(Records from a dataset)
○ ○ ○ ○
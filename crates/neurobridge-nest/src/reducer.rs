// Copyright 2025 Neuraville Inc.
// SPDX-License-Identifier: Apache-2.0

//! Model reduction seam.
//!
//! Flattening a composite 9ML model into a single component is done by an
//! external library. [`CommandReducer`] drives a reduction tool over a JSON
//! stdin/stdout exchange.

use std::io::Write;
use std::process::{Command, Stdio};

use serde::Serialize;
use tracing::debug;

use crate::component::{ComponentClass, ReducedComponent};
use crate::error::ReductionError;

/// Flattens composite models and back-substitutes aliases.
pub trait ModelReducer {
    /// Reduce `model` to one component named `component_name`, with all
    /// subcomponent names namespace-qualified.
    fn reduce_to_single_component(
        &self,
        model: &ComponentClass,
        component_name: &str,
    ) -> Result<ReducedComponent, ReductionError>;

    /// Apply every backward substitution in place.
    fn backsub_all(&self, component: &mut ReducedComponent) -> Result<(), ReductionError>;
}

#[derive(Serialize)]
struct ReductionRequest<'a> {
    component_name: &'a str,
    model: &'a ComponentClass,
}

/// Runs an external reduction tool.
///
/// The tool receives `{"component_name": ..., "model": {...}}` on stdin and
/// must print the reduced component as JSON on stdout. Its output is already
/// back-substituted.
#[derive(Debug, Clone)]
pub struct CommandReducer {
    command: Vec<String>,
}

impl CommandReducer {
    pub fn new(command: Vec<String>) -> Self {
        Self { command }
    }

    pub fn command(&self) -> &[String] {
        &self.command
    }
}

impl ModelReducer for CommandReducer {
    fn reduce_to_single_component(
        &self,
        model: &ComponentClass,
        component_name: &str,
    ) -> Result<ReducedComponent, ReductionError> {
        let (program, args) = self
            .command
            .split_first()
            .ok_or("reducer command is empty")?;

        let request = serde_json::to_vec(&ReductionRequest {
            component_name,
            model,
        })?;

        debug!(
            "[NEST-BUILD] Reducing '{}' with external tool '{}'",
            component_name, program
        );

        let mut child = Command::new(program)
            .args(args)
            .stdin(Stdio::piped())
            .stdout(Stdio::piped())
            .stderr(Stdio::piped())
            .spawn()?;

        // stdin is fed from its own thread while stdout/stderr are drained
        let writer = child.stdin.take().map(|mut stdin| {
            std::thread::spawn(move || -> std::io::Result<()> {
                stdin.write_all(&request)?;
                stdin.flush()
            })
        });

        let output = child.wait_with_output()?;
        let written = match writer {
            Some(handle) => handle
                .join()
                .map_err(|_| "reducer stdin writer panicked")?,
            None => Ok(()),
        };
        if !output.status.success() {
            return Err(format!(
                "reducer '{}' exited with {}: {}",
                program,
                output.status,
                String::from_utf8_lossy(&output.stderr).trim()
            )
            .into());
        }

        // a failed tool is reported by exit status, not by the broken pipe
        written?;

        let reduced: ReducedComponent = serde_json::from_slice(&output.stdout)?;
        Ok(reduced)
    }

    fn backsub_all(&self, _component: &mut ReducedComponent) -> Result<(), ReductionError> {
        Ok(())
    }
}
○ ○ ○ ○
**HOW TO COMPLETE THIS TASK**
Please print out every entry again, exactly as it reads.

**EXERCISE SOLUTION**
filename crates/neurobridge-nest/src/reducer.rs
// Copyright 2025 Neuraville Inc.
// SPDX-License-Identifier: Apache-2.0

//! Model reduction seam.
//!
//! Flattening a composite 9ML model into a single component is done by an
//! external library. [`CommandReducer`] drives a reduction tool over a JSON
//! stdin/stdout exchange.

use std::io::Write;
use std::process::{Command, Stdio};

use serde::Serialize;
use tracing::debug;

use crate::component::{ComponentClass, ReducedComponent};
use crate::error::ReductionError;

/// Flattens composite models and back-substitutes aliases.
pub trait ModelReducer {
    /// Reduce `model` to one component named `component_name`, with all
    /// subcomponent names namespace-qualified.
    fn reduce_to_single_component(
        &self,
        model: &ComponentClass,
        component_name: &str,
    ) -> Result<ReducedComponent, ReductionError>;

    /// Apply every backward substitution in place.
    fn backsub_all(&self, component: &mut ReducedComponent) -> Result<(), ReductionError>;
}

#[derive(Serialize)]
struct ReductionRequest<'a> {
    component_name: &'a str,
    model: &'a ComponentClass,
}

/// Runs an external reduction tool.
///
/// The tool receives `{"component_name": ..., "model": {...}}` on stdin and
/// must print the reduced component as JSON on stdout. Its output is already
/// back-substituted.
#[derive(Debug, Clone)]
pub struct CommandReducer {
    command: Vec<String>,
}

impl CommandReducer {
    pub fn new(command: Vec<String>) -> Self {
        Self { command }
    }

    pub fn command(&self) -> &[String] {
        &self.command
    }
}

impl ModelReducer for CommandReducer {
    fn reduce_to_single_component(
        &self,
        model: &ComponentClass,
        component_name: &str,
    ) -> Result<ReducedComponent, ReductionError> {
        let (program, args) = self
            .command
            .split_first()
            .ok_or("reducer command is empty")?;

        let request = serde_json::to_vec(&ReductionRequest {
            component_name,
            model,
        })?;

        debug!(
            "[NEST-BUILD] Reducing '{}' with external tool '{}'",
            component_name, program
        );

        let mut child = Command::new(program)
            .args(args)
            .stdin(Stdio::piped())
            .stdout(Stdio::piped())
            .stderr(Stdio::piped())
            .spawn()?;

        // stdin is fed from its own thread while stdout/stderr are drained
        let writer = child.stdin.take().map(|mut stdin| {
            std::thread::spawn(move || -> std::io::Result<()> {
                stdin.write_all(&request)?;
                stdin.flush()
            })
        });

        let output = child.wait_with_output()?;
        let written = match writer {
            Some(handle) => handle
                .join()
                .map_err(|_| "reducer stdin writer panicked")?,
            None => Ok(()),
        };
        if !output.status.success() {
            return Err(format!(
                "reducer '{}' exited with {}: {}",
                program,
                output.status,
                String::from_utf8_lossy(&output.stderr).trim()
            )
            .into());
        }

        // a failed tool is reported by exit status, not by the broken pipe
        written?;

        let reduced: ReducedComponent = serde_json::from_slice(&output.stdout)?;
        Ok(reduced)
    }

    fn backsub_all(&self, _component: &mut ReducedComponent) -> Result<(), ReductionError> {
        Ok(())
    }
}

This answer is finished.